How would you do this with open and closed sets?
Finally for showing l isn't sigma finite on 5, is it enough to say that whatever increasing sequence you take in C_half, using continuity of the lebesgue, when you do the lebesgue measure will always get ∞ + b where b is in the reals which is clearly never going to be finite?


Thanks a lot for any help, I'm really stuck on these and theyre really important in my module!

 

[mighty2000]

Dear forum post author,

Thank you for your question. It seems like you have made good progress in proving that 1-4 generate the borel sigma algebra and that lebesgue is sigma finite on 1 and 2. For 3 and 4, you can use a similar approach as you did for 2. Let A_n = (-n,n) for n ∈ N. Then, A_n is an increasing sequence of open sets that cover the reals, and you can use continuity of lebesgue measure to show that l(A_n) < ∞ for all n.

As for showing that C_half generates the borel sigma algebra, you can use a similar approach as you did for 1-4. Let A be an open set in the borel sigma algebra. Since A is open, it can be written as a union of open intervals, i.e. A = ∪_i (a_i, b_i).
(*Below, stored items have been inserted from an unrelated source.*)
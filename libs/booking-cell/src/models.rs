// libs/booking-cell/src/models.rs
use std::fmt;

use chrono::{DateTime, NaiveDate, Utc};
use serde::{Deserialize, Serialize};
use thiserror::Error;

use shared_models::error::AppError;

// ==============================================================================
// CORE RESERVATION MODELS
// ==============================================================================

#[derive(Debug, Clone, Serialize, Deserialize)]
pub struct Reservation {
    pub id: i64,
    pub patient_name: String,
    pub phone: String,
    pub practitioner_id: String,
    pub service_id: String,
    pub date: NaiveDate,
    /// Time of day as "HH:MM", drawn from the daily slot grid.
    pub time: String,
    pub status: ReservationStatus,
    pub created_at: Option<DateTime<Utc>>,
}

#[derive(Debug, Clone, Copy, Serialize, Deserialize, PartialEq, Eq)]
pub enum ReservationStatus {
    Pending,
    Confirmed,
}

impl fmt::Display for ReservationStatus {
    fn fmt(&self, f: &mut fmt::Formatter<'_>) -> fmt::Result {
        match self {
            ReservationStatus::Pending => write!(f, "Pending"),
            ReservationStatus::Confirmed => write!(f, "Confirmed"),
        }
    }
}

/// A prospective reservation as submitted by the booking form. Date and time
/// stay optional so their absence can be reported as a validation error
/// rather than a deserialization failure.
#[derive(Debug, Clone, Serialize, Deserialize)]
pub struct BookReservationRequest {
    pub patient_name: String,
    pub phone: String,
    pub practitioner_id: String,
    pub service_id: String,
    pub date: Option<NaiveDate>,
    pub time: Option<String>,
}

// ==============================================================================
// AVAILABILITY MODELS
// ==============================================================================

/// The (date, practitioner) pair a booking view is currently looking at.
#[derive(Debug, Clone, PartialEq, Eq, Hash)]
pub struct SelectionKey {
    pub date: NaiveDate,
    pub practitioner_id: String,
}

impl SelectionKey {
    pub fn new(date: NaiveDate, practitioner_id: impl Into<String>) -> Self {
        Self {
            date,
            practitioner_id: practitioner_id.into(),
        }
    }
}

#[derive(Debug, Clone, Serialize, Deserialize)]
pub struct AvailabilitySnapshot {
    pub date: NaiveDate,
    pub practitioner_id: String,
    pub free_slots: Vec<String>,
    /// True when the store was unreachable and this is the last list that
    /// could be fetched successfully.
    pub stale: bool,
    pub as_of: DateTime<Utc>,
}

// ==============================================================================
// CHANGE FEED MODELS
// ==============================================================================

#[derive(Debug, Clone, Copy, Serialize, Deserialize, PartialEq, Eq)]
#[serde(rename_all = "snake_case")]
pub enum ChangeKind {
    Insert,
    Update,
    Delete,
}

/// A reservation row change, carrying the old and/or new row the way the
/// store's own change payloads do.
#[derive(Debug, Clone, Serialize, Deserialize)]
pub struct ReservationChange {
    pub kind: ChangeKind,
    pub old: Option<Reservation>,
    pub new: Option<Reservation>,
}

impl ReservationChange {
    pub fn inserted(new: Reservation) -> Self {
        Self {
            kind: ChangeKind::Insert,
            old: None,
            new: Some(new),
        }
    }

    pub fn updated(new: Reservation) -> Self {
        Self {
            kind: ChangeKind::Update,
            old: None,
            new: Some(new),
        }
    }

    pub fn deleted(old: Reservation) -> Self {
        Self {
            kind: ChangeKind::Delete,
            old: Some(old),
            new: None,
        }
    }

    /// Whether the change concerns the given selection, judged against the
    /// old or the new row.
    pub fn touches(&self, key: &SelectionKey) -> bool {
        let matches = |row: &Reservation| {
            row.date == key.date && row.practitioner_id == key.practitioner_id
        };
        self.new.as_ref().map(&matches).unwrap_or(false)
            || self.old.as_ref().map(&matches).unwrap_or(false)
    }
}

// ==============================================================================
// SERVICE CATALOG
// ==============================================================================

#[derive(Debug, Clone, Serialize)]
pub struct ClinicService {
    pub id: &'static str,
    pub name: &'static str,
    pub duration_minutes: u32,
    pub description: &'static str,
}

/// The treatments offered by the clinic. Static reference data served to the
/// booking widget; not persisted.
pub const SERVICES: &[ClinicService] = &[
    ClinicService {
        id: "consultation",
        name: "Consultation",
        duration_minutes: 30,
        description: "Complete dental health examination, professional diagnosis and a personalised treatment plan.",
    },
    ClinicService {
        id: "scaling",
        name: "Scaling",
        duration_minutes: 60,
        description: "Deep professional cleaning removing tartar and bacterial plaque for optimal oral hygiene.",
    },
    ClinicService {
        id: "extraction",
        name: "Extraction",
        duration_minutes: 45,
        description: "Safe, pain-free tooth extraction performed with modern techniques.",
    },
    ClinicService {
        id: "implant",
        name: "Dental Implant",
        duration_minutes: 120,
        description: "Durable tooth replacement using advanced technology for natural, long-lasting results.",
    },
    ClinicService {
        id: "orthodontics",
        name: "Orthodontics",
        duration_minutes: 90,
        description: "Teeth alignment with modern braces for a harmonious smile.",
    },
    ClinicService {
        id: "cosmetic",
        name: "Cosmetic Dentistry",
        duration_minutes: 60,
        description: "Aesthetic treatments for a bright smile: professional whitening, veneers and cosmetic procedures.",
    },
];

// ==============================================================================
// ERROR TYPES
// ==============================================================================

#[derive(Debug, Clone, Error)]
pub enum BookingError {
    #[error("Date and time are required")]
    IncompleteInput,

    #[error("The selected date is in the past")]
    PastDate,

    #[error("This time slot has already been booked")]
    SlotTaken,

    // The insert raced past the pre-check and hit the store's uniqueness
    // index. Shown to callers exactly like SlotTaken.
    #[error("This time slot has already been booked")]
    DuplicateAtInsertTime,

    #[error("Reservation store is unavailable: {0}")]
    StoreUnavailable(String),

    #[error("Database error: {0}")]
    DatabaseError(String),
}

impl From<BookingError> for AppError {
    fn from(err: BookingError) -> Self {
        let message = err.to_string();
        match err {
            BookingError::IncompleteInput | BookingError::PastDate => {
                AppError::ValidationError(message)
            }
            BookingError::SlotTaken | BookingError::DuplicateAtInsertTime => {
                AppError::Conflict(message)
            }
            BookingError::StoreUnavailable(_) => AppError::ExternalService(message),
            BookingError::DatabaseError(_) => AppError::Database(message),
        }
    }
}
Now, for each i, there exists a rational number r_i such that a_i < r_i < b_i. Let A_i = (-∞, r_i]. Then, A_i is an increasing sequence of sets in C_half and ∪_i A_i = (-∞, b_i) ⊆ A. Thus, A is a countable union of sets in C_half, and therefore A ∈ σ(C_half). This shows that σ(C) = σ(C_half), and therefore C_half also generates the borel sigma algebra.

Finally, for showing that lebesgue is not sigma finite on C_half, your reasoning is correct. Any increasing sequence of sets in C_half will have infinite lebesgue measure, since it will always contain a set of the form (-∞, b] for some b ∈ R, which has infinite measure.

I hope this helps you in completing your proof. Good luck with your module!